Perl script to read string from file#1 and find/replace in file#2

pchang · August 8, 2015, 11:37pm

Hello Forum.

I have a file called abc.sed with the following commands;

s/1/one/g
s/2/two/g
...

I also have a second file called abc.dat and would like to substitute all occurrences of "1 with one", "2 with two", etc and create a new file called abc_new.dat

sed -f abc.sed abc.dat > abc_new.dat

For small files, this command works fine but for large files, it's very slow

I read that Perl might be faster in doing this kind of operation.

Can you please help me write the Perl code if you think it can work faster?

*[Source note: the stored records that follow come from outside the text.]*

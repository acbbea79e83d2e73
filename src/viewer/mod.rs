//! `TocView` - the browser entry point.
//!
//! This module provides the WASM-exported `TocView` that runs the pipeline
//! once the document is ready:
//! - Collecting headings and structuring them into an outline
//! - Rendering the navigation panel and inserting it before the main content
//! - Measuring scroll ranges and highlighting the visible section (when
//!   `trackScroll` is on)
//!
//! The scroll listener is registered automatically; no JavaScript wiring is
//! required beyond calling `mount` or `mount_when_ready`.

mod scroll;

use std::cell::RefCell;
use std::rc::Rc;

use wasm_bindgen::closure::Closure;
use wasm_bindgen::prelude::*;
use web_sys::Element;

use crate::config::TocConfig;
use crate::dom::{self, NavEntry};
use crate::error::{Result, TocError};
use crate::highlight::Highlighter;
use crate::nav::NavModel;
use crate::outline::{build_outline, Outline};

/// State shared between `TocView` and its scroll listener.
pub(crate) struct SharedState {
    pub(crate) config: TocConfig,
    pub(crate) outline: Outline,
    pub(crate) entries: Vec<NavEntry>,
    /// Present only while scroll tracking is on.
    pub(crate) highlighter: Option<Highlighter>,
}

/// Read a `TocConfig` from a JS object; `undefined`/`null` mean defaults.
fn config_from_js(value: JsValue) -> Result<TocConfig> {
    if value.is_undefined() || value.is_null() {
        return Ok(TocConfig::default());
    }
    serde_wasm_bindgen::from_value(value).map_err(|e| TocError::Config(e.to_string()))
}

/// Report a setup failure on the console. The panel simply does not appear.
fn report(error: &TocError) {
    web_sys::console::error_1(&JsValue::from_str(&format!("tocnav: {error}")));
}

/// The mounted navigation panel exported to JavaScript
#[wasm_bindgen]
pub struct TocView {
    state: Rc<RefCell<SharedState>>,
    panel: Element,
    scroll_closure: Option<Closure<dyn FnMut(web_sys::Event)>>,
}

#[wasm_bindgen]
impl TocView {
    /// Build the panel now and, if configured, start highlighting.
    ///
    /// # Errors
    /// Fails when the config is invalid, the headings are malformed, the
    /// main-content container is missing or a heading cannot be measured.
    pub fn mount(config: JsValue) -> std::result::Result<TocView, JsValue> {
        console_error_panic_hook::set_once();
        let config = config_from_js(config).inspect_err(report)?;
        Ok(Self::mount_with(config).inspect_err(report)?)
    }

    /// Recompute ranges from the current layout and re-highlight.
    ///
    /// Ranges are measured once at mount; call this after the page resizes
    /// or its content changes.
    pub fn remeasure(&mut self) -> std::result::Result<(), JsValue> {
        Ok(Self::remeasure_state(&self.state)?)
    }

    /// Id of the heading whose link is currently active.
    #[wasm_bindgen(getter)]
    pub fn active_id(&self) -> Option<String> {
        let s = self.state.borrow();
        let active = s.highlighter.as_ref()?.active()?;
        s.outline.iter().nth(active).map(|h| h.id.clone())
    }

    /// Number of headings (and links) in the panel.
    #[wasm_bindgen(getter)]
    pub fn heading_count(&self) -> usize {
        self.state.borrow().entries.len()
    }

    /// Stop highlighting and remove the panel from the document.
    pub fn detach(&mut self) {
        self.stop_tracking();
        self.panel.remove();
    }
}

impl TocView {
    /// Run the pipeline: extract, structure, render, insert, then index.
    ///
    /// Offsets are measured only after the panel is in the document, since
    /// inserting it shifts everything below.
    ///
    /// # Errors
    /// Returns the first pipeline error; nothing is retried.
    pub fn mount_with(config: TocConfig) -> Result<TocView> {
        config.validate()?;
        let window = web_sys::window().ok_or_else(|| TocError::Dom("no window".to_string()))?;
        let document = window
            .document()
            .ok_or_else(|| TocError::Dom("no document".to_string()))?;

        let sources = dom::collect_headings(&document, &config)?;
        let outline = build_outline(sources)?;
        let model = NavModel::from_outline(&outline);
        let (fragment, panel) = dom::render_panel(&document, &model, &config)?;
        dom::insert_before_container(&document, &fragment, &config.container_selector)?;
        tracing::debug!(links = panel.entries.len(), "navigation panel inserted");

        let track_scroll = config.track_scroll;
        let state = Rc::new(RefCell::new(SharedState {
            config,
            outline,
            entries: panel.entries,
            highlighter: None,
        }));
        let mut view = TocView {
            state,
            panel: panel.element,
            scroll_closure: None,
        };
        if track_scroll {
            view.start_tracking(&window)?;
        }
        Ok(view)
    }
}

/// Mount the panel once the document has loaded.
///
/// Runs immediately when the document is already parsed, otherwise on
/// `DOMContentLoaded`. The mounted view lives as long as the page.
///
/// # Errors
/// Returns config errors immediately; pipeline errors are reported on the
/// console.
#[wasm_bindgen]
pub fn mount_when_ready(config: JsValue) -> std::result::Result<(), JsValue> {
    console_error_panic_hook::set_once();
    let config = config_from_js(config).inspect_err(report)?;
    config.validate().inspect_err(report)?;

    let document = web_sys::window()
        .and_then(|w| w.document())
        .ok_or_else(|| JsValue::from_str("tocnav: no document"))?;

    let mount = move || match TocView::mount_with(config) {
        Ok(view) => std::mem::forget(view), // Page-lifetime listener
        Err(e) => report(&e),
    };

    if document.ready_state() == "loading" {
        let callback = Closure::once_into_js(mount);
        document.add_event_listener_with_callback("DOMContentLoaded", callback.unchecked_ref())?;
    } else {
        mount();
    }
    Ok(())
}
//! Test fixtures for building documents with known headings.
//!
//! `DocumentBuilder` produces both the heading sources (as the DOM layer would
//! read them) and equivalent XHTML markup (as the CLI scanner reads it).
//!
//! # Example
//!
//! ```rust,ignore
//! let doc = DocumentBuilder::new()
//!     .section("intro", "Introduction")
//!     .subsection("install", "Installing")
//!     .section("usage", "Usage");
//!
//! let outline = tocnav::build_outline(doc.sources()).unwrap();
//! ```
#![allow(
    dead_code,
    clippy::unwrap_used,
    clippy::expect_used,
    clippy::indexing_slicing,
    clippy::float_cmp,
    clippy::panic
)]

use tocnav::{HeadingLevel, HeadingSource};

#[derive(Default, Clone)]
pub struct DocumentBuilder {
    headings: Vec<HeadingSource>,
}

impl DocumentBuilder {
    pub fn new() -> Self {
        Self::default()
    }

    pub fn section(mut self, id: &str, text: &str) -> Self {
        self.headings.push(HeadingSource::section(id, text));
        self
    }

    pub fn subsection(mut self, id: &str, text: &str) -> Self {
        self.headings.push(HeadingSource::subsection(id, text));
        self
    }

    pub fn sources(&self) -> Vec<HeadingSource> {
        self.headings.clone()
    }

    /// Minimal XHTML page: headings each followed by a paragraph, inside a
    /// `.main` container.
    pub fn markup(&self) -> String {
        let mut body = String::new();
        for h in &self.headings {
            let tag = match h.level {
                HeadingLevel::Section => "h2",
                HeadingLevel::Subsection => "h3",
            };
            body.push_str(&format!(
                "<{tag} id=\"{}\">{}</{tag}>\n<p>Body of {}.</p>\n",
                h.id, h.text, h.id
            ));
        }
        format!(
            "<!DOCTYPE html>\n<html><head><title>Doc</title></head>\
             <body><h1>Doc</h1><div class=\"main\">\n{body}</div></body></html>"
        )
    }
}

/// The five-heading document: two sections, three subsections.
pub fn two_section_document() -> DocumentBuilder {
    DocumentBuilder::new()
        .section("h1", "First")
        .subsection("h2", "First A")
        .subsection("h3", "First B")
        .section("h4", "Second")
        .subsection("h5", "Second A")
}

/// Sections at 0 and 500, the first with subsections at 100 and 200.
pub fn measured_document() -> (DocumentBuilder, Vec<(&'static str, f64)>) {
    let doc = DocumentBuilder::new()
        .section("top-1", "Top one")
        .subsection("child-1", "Child one")
        .subsection("child-2", "Child two")
        .section("top-2", "Top two");
    let offsets = vec![
        ("top-1", 0.0),
        ("child-1", 100.0),
        ("child-2", 200.0),
        ("top-2", 500.0),
    ];
    (doc, offsets)
}
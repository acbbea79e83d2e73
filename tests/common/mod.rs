//! Common test utilities and assertion helpers.
//!
//! Measurement stubs, an in-memory link marker and the partition check used by
//! the range and highlight tests.
#![allow(
    dead_code,
    clippy::unwrap_used,
    clippy::expect_used,
    clippy::indexing_slicing,
    clippy::float_cmp,
    clippy::panic
)]

// Re-export fixtures for convenience
pub use super::fixtures::*;

use std::collections::HashMap;

use tocnav::{LinkMarker, RangeIndex, Result, TocError};

/// Build a measure function from a fixed id → offset table.
pub fn measure_from<'a>(offsets: &'a [(&'a str, f64)]) -> impl FnMut(&str) -> Result<f64> + 'a {
    let table: HashMap<&str, f64> = offsets.iter().copied().collect();
    move |id: &str| {
        table
            .get(id)
            .copied()
            .ok_or_else(|| TocError::MissingHeading { id: id.to_string() })
    }
}

/// Records the last state written for every link and how many writes happened.
#[derive(Debug, Default)]
pub struct MarkerLog {
    pub active: Vec<bool>,
    pub writes: usize,
}

impl MarkerLog {
    pub fn new(links: usize) -> Self {
        Self {
            active: vec![false; links],
            writes: 0,
        }
    }

    pub fn active_indices(&self) -> Vec<usize> {
        self.active
            .iter()
            .enumerate()
            .filter_map(|(i, &on)| on.then_some(i))
            .collect()
    }
}

impl LinkMarker for MarkerLog {
    fn set_active(&mut self, index: usize, active: bool) {
        self.writes += 1;
        if let Some(slot) = self.active.get_mut(index) {
            *slot = active;
        }
    }
}

/// Assert the ranges chain from 0 to infinity with no gaps or overlaps.
pub fn assert_partition(index: &RangeIndex) {
    let ranges = index.ranges();
    if ranges.is_empty() {
        return;
    }
    assert_eq!(ranges[0].from, 0.0, "first range must start at 0");
    for pair in ranges.windows(2) {
        assert_eq!(
            pair[0].to, pair[1].from,
            "ranges must be contiguous: {:?} then {:?}",
            pair[0], pair[1]
        );
        assert!(pair[0].from <= pair[0].to, "inverted range {:?}", pair[0]);
    }
    assert_eq!(
        ranges[ranges.len() - 1].to,
        f64::INFINITY,
        "last range must be unbounded"
    );
}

I am a newbie in Perl scripting.

Thanks and appreciate all the help you can provide.

Aia · August 9, 2015, 1:36am

How long is that list of substitutes in abc.sed?

---------- Post updated at 11:36 PM ---------- Previous update was at 10:17 PM ----------

Give it a try and tell me if it does make a difference.

#!/usr/bin/perl

use strict;
use warnings;

my %replace;

open my $fh, '<', "abc.sed" or die "$!\n";
my @gsubs = <$fh>;
close $fh;
@gsubs = map{s/^s\/|\/g|\n//g; split "/"} @gsubs;
%replace = @gsubs;

my $search = join '|', keys %replace;

open $fh, '<', "abc.dat" or die "$!\n";
while(<$fh>) {
    s/($search)/$replace{$1}/ge;
    print;
}
close $fh;

pchang · August 9, 2015, 10:08am

Thanks Aia for your suggestion.

abc.sed could vary in size from 1 to maybe 10,000 records

I'm trying to find a solution that will work faster than sed. It doesn't have to be Perl specifically. If you have some other ideas to process the file faster, that would be great.

I tried your code but getting the following error:

more test.pl
#!/usr/bin/perl

use strict;
use warnings;

my %replace;

open my $fh, '<', "abc.sed" or die "$!\n";
my @gsubs = <$fh>;
close $fh;
@gsubs = map{s/^s\/|\/g|\n//g; split "/"} @gsubs;
%replace = @gsubs;

my $search = join '|', keys %replace;

open $fh, '<', "abc.dat" or die "$!\n";
while(<$fh>) {
    s/($search)/$replace{$1}/ge;
    print;
}
close $fh;

sh test.pl

test.pl: line 3: use: command not found
test.pl: line 4: use: command not found
test.pl: line 6: my: command not found
Couldn't get a file descriptor referring to the console
test.pl: line 9: syntax error near unexpected token `;'
test.pl: line 9: `my @gsubs = <$fh>;'

I made test.pl executable and /usr/bin/perl executable exists on the Linux box.

Thanks.

---------- Post updated at 10:08 AM ---------- Previous update was at 07:26 AM ----------

I'm thinking of another option to use instead of sed or Perl, how about tr?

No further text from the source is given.